Your assignment — Lines in the listing below that contain the string "seen" are to be found and copied.

(Data begins)

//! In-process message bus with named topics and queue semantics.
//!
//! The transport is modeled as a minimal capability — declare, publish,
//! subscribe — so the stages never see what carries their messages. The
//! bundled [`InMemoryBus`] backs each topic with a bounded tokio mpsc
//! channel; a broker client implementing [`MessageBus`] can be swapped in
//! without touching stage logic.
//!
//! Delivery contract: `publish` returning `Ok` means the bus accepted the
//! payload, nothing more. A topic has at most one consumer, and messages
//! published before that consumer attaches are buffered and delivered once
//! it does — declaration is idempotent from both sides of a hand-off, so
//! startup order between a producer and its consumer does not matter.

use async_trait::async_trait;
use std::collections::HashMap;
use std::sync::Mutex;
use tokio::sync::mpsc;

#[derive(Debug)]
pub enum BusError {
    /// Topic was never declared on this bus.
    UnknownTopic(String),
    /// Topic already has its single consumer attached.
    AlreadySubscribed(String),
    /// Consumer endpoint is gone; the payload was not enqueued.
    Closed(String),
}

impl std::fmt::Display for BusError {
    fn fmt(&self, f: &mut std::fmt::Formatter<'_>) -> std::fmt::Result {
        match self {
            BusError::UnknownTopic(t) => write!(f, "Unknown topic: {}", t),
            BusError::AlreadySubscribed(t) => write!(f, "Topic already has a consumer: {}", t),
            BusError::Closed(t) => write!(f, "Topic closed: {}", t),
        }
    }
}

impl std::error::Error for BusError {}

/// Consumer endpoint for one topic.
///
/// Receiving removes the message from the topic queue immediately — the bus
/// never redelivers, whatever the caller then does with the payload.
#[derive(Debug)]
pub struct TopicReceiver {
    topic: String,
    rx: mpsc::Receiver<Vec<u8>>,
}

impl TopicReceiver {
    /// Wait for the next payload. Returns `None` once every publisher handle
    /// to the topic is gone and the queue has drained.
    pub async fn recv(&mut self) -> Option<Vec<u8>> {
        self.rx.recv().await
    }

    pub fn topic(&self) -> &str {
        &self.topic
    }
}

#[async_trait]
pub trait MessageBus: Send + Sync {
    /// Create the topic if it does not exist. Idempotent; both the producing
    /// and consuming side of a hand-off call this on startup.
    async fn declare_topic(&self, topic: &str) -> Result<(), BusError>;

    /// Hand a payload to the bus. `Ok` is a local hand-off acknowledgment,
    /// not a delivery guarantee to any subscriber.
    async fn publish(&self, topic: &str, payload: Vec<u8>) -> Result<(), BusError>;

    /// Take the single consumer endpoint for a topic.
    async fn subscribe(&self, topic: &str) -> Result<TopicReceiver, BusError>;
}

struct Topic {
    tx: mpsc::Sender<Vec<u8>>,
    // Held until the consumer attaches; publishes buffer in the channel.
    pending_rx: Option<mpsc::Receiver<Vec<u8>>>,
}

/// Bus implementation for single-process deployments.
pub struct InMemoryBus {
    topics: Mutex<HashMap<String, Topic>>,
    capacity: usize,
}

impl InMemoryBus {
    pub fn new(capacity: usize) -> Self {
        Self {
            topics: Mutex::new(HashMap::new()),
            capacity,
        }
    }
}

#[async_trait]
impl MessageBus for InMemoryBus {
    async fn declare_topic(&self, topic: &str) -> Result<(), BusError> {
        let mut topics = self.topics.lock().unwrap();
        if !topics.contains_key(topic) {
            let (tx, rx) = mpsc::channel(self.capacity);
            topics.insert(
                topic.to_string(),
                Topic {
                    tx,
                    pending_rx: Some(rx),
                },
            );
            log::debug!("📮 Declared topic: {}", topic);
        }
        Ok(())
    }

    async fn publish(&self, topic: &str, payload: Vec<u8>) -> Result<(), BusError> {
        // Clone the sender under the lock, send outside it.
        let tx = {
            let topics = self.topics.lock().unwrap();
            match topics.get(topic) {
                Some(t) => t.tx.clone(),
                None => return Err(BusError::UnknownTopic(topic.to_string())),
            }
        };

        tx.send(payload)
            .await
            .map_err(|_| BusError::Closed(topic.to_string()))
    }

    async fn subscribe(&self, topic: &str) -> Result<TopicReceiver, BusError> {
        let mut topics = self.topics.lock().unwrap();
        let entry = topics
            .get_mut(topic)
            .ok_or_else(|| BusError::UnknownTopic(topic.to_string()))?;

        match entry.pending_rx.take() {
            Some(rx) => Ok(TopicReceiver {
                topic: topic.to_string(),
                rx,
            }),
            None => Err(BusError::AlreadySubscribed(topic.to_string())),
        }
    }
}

(Data ends)
(Data begins)

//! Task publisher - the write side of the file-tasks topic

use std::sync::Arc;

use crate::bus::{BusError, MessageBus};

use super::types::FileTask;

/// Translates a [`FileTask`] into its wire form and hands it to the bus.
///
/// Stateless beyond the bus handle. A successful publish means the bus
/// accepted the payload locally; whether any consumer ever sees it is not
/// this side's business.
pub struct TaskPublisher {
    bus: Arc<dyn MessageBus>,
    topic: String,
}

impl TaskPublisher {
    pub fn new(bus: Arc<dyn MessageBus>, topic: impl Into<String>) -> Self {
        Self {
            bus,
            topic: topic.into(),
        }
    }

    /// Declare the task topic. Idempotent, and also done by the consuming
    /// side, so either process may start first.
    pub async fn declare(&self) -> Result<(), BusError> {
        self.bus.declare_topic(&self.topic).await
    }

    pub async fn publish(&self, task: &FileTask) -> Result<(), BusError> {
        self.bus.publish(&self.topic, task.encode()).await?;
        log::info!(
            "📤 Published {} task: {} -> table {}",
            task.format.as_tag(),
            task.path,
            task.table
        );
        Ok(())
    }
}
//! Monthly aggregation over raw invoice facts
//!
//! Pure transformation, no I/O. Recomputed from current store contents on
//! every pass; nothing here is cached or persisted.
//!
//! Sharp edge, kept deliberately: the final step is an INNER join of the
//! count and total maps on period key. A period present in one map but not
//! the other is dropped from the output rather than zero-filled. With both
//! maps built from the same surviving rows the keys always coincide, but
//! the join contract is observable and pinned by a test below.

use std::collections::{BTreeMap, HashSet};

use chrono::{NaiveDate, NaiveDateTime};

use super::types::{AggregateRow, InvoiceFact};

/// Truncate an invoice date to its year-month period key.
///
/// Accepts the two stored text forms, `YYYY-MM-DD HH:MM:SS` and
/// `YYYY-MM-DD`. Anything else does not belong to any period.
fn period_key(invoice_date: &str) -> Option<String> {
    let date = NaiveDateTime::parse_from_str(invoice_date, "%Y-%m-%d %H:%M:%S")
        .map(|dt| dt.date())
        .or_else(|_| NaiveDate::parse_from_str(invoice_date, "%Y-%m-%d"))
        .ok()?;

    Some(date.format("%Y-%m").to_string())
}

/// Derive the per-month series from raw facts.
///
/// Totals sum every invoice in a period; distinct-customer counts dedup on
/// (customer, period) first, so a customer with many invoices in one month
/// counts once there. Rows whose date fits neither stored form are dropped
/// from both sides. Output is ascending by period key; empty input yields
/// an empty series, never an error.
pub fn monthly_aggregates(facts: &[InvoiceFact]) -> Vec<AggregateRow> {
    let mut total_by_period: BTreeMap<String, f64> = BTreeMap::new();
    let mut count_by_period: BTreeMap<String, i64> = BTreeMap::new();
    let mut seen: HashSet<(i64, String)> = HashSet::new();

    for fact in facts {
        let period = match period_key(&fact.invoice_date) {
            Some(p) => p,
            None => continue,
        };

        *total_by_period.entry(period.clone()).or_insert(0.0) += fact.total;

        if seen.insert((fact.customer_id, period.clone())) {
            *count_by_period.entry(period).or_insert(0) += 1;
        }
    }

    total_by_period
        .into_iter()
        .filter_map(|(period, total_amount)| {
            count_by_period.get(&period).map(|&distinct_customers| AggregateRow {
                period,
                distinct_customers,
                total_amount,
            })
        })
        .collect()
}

(Data ends)

Exercise output —
    let mut seen: HashSet<(i64, String)> = HashSet::new();
        if seen.insert((fact.customer_id, period.clone())) {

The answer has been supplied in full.